§ Problem description:
The word "puuid": say how many lines of the data below contain it, and give the number alone.

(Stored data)
*****

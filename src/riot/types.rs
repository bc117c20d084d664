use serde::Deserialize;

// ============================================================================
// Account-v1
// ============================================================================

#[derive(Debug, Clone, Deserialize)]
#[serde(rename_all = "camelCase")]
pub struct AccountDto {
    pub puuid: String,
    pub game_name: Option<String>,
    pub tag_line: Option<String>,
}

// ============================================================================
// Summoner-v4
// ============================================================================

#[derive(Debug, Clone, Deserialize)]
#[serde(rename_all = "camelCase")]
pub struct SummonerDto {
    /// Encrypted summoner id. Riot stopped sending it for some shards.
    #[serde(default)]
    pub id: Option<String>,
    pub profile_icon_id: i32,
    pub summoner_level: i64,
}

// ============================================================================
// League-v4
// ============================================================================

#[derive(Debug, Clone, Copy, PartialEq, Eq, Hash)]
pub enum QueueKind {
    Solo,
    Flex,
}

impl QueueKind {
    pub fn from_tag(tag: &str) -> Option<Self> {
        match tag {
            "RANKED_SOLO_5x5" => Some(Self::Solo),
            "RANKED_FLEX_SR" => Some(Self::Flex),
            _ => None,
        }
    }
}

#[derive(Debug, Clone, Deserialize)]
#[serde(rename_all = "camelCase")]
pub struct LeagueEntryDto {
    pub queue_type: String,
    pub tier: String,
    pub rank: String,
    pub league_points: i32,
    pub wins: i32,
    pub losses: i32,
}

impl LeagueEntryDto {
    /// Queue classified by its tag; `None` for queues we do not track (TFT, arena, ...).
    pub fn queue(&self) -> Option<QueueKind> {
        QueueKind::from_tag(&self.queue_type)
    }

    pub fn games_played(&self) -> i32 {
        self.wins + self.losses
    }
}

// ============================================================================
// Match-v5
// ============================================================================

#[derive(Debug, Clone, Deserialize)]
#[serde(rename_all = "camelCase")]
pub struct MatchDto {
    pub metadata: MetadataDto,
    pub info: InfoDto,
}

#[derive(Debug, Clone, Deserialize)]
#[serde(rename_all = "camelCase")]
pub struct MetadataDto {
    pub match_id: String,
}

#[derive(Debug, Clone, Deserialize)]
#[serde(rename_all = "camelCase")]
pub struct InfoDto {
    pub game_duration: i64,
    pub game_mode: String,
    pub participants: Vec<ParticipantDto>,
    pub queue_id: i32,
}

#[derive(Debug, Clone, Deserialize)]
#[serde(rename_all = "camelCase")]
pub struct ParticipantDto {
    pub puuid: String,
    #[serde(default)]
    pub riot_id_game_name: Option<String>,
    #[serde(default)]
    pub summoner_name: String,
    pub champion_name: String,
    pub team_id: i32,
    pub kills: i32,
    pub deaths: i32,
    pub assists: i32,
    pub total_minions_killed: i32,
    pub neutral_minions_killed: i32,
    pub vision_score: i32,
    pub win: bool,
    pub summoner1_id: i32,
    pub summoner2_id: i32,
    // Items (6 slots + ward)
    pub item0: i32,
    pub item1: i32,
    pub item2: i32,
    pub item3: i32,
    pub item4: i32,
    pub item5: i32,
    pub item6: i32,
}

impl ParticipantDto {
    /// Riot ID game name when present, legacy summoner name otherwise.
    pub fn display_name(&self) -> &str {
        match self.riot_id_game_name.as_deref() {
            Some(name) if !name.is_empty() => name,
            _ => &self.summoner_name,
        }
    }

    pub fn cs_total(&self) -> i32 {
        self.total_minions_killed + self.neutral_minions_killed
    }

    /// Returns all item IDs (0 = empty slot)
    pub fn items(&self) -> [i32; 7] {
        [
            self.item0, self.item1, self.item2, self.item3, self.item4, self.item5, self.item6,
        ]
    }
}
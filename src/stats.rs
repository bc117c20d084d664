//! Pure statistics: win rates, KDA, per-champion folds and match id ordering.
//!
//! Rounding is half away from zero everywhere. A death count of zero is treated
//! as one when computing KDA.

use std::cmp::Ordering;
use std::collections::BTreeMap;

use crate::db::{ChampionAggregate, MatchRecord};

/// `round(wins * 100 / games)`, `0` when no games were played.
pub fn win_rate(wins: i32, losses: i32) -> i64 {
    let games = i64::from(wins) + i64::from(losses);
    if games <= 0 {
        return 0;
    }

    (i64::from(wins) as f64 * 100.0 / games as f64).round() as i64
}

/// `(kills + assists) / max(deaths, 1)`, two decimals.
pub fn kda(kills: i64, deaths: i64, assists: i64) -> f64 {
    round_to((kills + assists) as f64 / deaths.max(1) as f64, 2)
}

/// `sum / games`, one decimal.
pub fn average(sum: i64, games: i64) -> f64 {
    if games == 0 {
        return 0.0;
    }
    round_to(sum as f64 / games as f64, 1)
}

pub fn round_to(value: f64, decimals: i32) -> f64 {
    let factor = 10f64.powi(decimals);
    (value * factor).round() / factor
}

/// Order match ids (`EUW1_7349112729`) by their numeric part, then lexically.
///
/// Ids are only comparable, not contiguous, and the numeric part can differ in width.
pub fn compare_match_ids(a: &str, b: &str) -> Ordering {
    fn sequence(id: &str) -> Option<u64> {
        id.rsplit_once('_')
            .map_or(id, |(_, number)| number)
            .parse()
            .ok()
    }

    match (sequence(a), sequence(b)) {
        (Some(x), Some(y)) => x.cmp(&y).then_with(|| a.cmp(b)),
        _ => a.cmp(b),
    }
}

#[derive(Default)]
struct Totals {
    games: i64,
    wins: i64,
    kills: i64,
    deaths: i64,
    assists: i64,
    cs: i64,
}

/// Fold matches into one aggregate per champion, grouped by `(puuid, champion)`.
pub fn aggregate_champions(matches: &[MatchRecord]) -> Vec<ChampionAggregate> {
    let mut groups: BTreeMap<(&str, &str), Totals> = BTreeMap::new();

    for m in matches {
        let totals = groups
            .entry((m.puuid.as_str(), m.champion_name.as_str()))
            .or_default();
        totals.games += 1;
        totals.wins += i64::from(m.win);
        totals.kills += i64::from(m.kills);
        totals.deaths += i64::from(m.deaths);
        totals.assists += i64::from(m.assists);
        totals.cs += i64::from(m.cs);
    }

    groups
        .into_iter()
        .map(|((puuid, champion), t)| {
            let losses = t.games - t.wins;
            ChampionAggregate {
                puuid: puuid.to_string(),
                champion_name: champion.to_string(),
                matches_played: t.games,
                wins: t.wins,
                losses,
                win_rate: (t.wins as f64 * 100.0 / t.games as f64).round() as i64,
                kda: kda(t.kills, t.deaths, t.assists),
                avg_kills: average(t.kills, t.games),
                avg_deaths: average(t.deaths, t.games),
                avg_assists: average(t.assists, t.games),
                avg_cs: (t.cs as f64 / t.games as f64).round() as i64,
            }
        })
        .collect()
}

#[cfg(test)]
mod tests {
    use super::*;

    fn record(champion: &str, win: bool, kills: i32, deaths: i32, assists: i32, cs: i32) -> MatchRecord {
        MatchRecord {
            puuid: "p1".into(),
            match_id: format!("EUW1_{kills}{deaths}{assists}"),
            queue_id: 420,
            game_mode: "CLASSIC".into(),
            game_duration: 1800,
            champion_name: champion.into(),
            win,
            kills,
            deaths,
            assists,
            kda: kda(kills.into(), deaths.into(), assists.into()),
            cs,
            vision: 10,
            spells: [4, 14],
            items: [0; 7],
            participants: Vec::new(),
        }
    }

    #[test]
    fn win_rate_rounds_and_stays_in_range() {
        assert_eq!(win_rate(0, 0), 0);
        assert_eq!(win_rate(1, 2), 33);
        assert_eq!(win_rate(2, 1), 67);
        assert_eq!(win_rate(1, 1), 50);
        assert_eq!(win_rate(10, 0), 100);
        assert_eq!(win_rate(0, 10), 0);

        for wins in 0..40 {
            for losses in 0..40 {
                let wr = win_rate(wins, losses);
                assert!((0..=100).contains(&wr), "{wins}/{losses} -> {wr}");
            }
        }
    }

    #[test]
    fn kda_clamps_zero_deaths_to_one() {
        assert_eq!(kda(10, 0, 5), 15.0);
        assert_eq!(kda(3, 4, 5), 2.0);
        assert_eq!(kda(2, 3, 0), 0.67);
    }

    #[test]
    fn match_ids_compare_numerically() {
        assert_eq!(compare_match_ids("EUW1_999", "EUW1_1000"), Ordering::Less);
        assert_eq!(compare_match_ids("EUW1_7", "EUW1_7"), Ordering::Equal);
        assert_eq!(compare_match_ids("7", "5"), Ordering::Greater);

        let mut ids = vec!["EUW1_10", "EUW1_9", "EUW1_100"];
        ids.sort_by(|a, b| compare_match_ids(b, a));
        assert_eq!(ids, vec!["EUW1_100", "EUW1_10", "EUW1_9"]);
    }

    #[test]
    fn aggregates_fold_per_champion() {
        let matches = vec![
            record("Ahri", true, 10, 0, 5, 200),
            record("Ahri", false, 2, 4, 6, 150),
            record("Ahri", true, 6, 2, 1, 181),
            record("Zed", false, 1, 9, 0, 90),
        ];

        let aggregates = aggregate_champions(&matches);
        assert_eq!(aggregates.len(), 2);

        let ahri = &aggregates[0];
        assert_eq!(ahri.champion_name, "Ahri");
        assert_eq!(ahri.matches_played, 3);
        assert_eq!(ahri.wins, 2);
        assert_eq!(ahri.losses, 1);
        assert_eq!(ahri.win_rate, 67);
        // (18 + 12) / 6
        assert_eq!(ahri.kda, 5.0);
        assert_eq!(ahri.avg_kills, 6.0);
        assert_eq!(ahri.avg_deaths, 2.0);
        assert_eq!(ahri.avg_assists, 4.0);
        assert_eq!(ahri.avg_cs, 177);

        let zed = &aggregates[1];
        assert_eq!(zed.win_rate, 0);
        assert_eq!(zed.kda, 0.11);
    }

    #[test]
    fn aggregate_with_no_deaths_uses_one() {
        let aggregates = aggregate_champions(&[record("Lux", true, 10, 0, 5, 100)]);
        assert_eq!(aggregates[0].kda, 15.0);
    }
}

*****

§ Exercise answer:
7